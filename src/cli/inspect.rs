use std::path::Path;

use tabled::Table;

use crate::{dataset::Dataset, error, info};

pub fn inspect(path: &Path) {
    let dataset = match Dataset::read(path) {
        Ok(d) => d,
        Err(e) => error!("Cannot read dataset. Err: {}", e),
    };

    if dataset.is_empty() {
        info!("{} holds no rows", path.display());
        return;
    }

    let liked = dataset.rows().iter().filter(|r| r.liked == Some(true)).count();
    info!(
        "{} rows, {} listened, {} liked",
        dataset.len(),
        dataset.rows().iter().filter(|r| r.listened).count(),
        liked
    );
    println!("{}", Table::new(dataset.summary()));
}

#####

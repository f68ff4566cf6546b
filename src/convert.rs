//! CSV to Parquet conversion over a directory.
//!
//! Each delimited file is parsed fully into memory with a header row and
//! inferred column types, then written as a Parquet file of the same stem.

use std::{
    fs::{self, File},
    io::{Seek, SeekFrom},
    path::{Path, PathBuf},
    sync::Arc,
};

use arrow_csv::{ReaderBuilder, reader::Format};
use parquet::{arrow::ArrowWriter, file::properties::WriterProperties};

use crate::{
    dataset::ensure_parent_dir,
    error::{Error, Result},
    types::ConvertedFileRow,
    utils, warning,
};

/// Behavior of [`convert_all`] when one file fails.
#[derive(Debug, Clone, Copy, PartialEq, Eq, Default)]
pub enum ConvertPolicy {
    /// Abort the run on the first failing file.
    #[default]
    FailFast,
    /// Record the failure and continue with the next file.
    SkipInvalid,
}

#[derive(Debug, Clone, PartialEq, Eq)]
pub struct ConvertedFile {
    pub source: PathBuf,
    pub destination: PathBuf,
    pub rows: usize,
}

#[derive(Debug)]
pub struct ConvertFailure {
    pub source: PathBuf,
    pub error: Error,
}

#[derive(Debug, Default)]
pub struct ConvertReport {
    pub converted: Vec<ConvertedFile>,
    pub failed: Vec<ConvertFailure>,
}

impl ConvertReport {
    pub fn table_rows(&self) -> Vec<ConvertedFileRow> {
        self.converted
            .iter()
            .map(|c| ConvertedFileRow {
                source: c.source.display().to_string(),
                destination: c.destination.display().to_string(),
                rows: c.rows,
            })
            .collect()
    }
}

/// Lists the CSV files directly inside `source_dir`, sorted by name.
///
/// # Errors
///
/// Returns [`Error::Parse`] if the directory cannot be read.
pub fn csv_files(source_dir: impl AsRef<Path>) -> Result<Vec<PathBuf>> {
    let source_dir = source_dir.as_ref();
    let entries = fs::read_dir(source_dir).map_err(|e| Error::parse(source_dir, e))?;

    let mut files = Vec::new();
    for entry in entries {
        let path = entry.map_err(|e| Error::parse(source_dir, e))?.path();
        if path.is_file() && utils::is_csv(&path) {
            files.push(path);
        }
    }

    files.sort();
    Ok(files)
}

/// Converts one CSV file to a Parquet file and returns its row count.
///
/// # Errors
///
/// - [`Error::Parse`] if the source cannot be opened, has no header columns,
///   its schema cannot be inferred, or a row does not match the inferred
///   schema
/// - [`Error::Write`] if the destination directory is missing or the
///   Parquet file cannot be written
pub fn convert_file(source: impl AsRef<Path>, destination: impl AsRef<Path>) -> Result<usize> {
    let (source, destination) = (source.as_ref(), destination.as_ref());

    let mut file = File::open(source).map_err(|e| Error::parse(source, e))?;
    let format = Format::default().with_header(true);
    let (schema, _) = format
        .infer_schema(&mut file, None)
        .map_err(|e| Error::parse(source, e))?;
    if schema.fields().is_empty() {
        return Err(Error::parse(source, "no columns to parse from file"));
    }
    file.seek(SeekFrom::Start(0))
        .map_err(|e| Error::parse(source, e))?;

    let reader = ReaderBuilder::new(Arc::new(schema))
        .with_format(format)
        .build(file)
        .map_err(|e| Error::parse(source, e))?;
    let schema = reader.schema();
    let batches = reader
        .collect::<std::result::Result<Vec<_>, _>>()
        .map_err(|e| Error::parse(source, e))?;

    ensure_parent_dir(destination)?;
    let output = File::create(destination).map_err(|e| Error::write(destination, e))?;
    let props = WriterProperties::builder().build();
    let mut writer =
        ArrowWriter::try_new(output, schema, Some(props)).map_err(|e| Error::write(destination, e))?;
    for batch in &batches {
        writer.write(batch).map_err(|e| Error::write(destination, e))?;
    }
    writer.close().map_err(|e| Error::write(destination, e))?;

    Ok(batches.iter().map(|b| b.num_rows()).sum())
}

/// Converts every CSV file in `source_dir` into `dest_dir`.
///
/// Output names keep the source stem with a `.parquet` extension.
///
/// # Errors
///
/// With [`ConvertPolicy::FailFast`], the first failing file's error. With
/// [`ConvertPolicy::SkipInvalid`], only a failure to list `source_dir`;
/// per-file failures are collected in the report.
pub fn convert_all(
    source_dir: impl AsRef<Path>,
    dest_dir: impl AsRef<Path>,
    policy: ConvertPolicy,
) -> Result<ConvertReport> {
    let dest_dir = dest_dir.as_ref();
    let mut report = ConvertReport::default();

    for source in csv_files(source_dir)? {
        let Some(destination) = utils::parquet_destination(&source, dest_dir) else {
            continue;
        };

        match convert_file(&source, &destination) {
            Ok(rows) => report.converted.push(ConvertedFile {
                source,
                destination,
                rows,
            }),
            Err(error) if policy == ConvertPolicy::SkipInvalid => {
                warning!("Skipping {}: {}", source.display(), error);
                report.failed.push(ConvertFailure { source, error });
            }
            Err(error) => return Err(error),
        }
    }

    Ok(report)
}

#####

[INSTRUCTIONS TO FOLLOW] Nothing but a number should be given: the tally of lines in the listing that contain "filename".

[RESPONSE BELOW] 2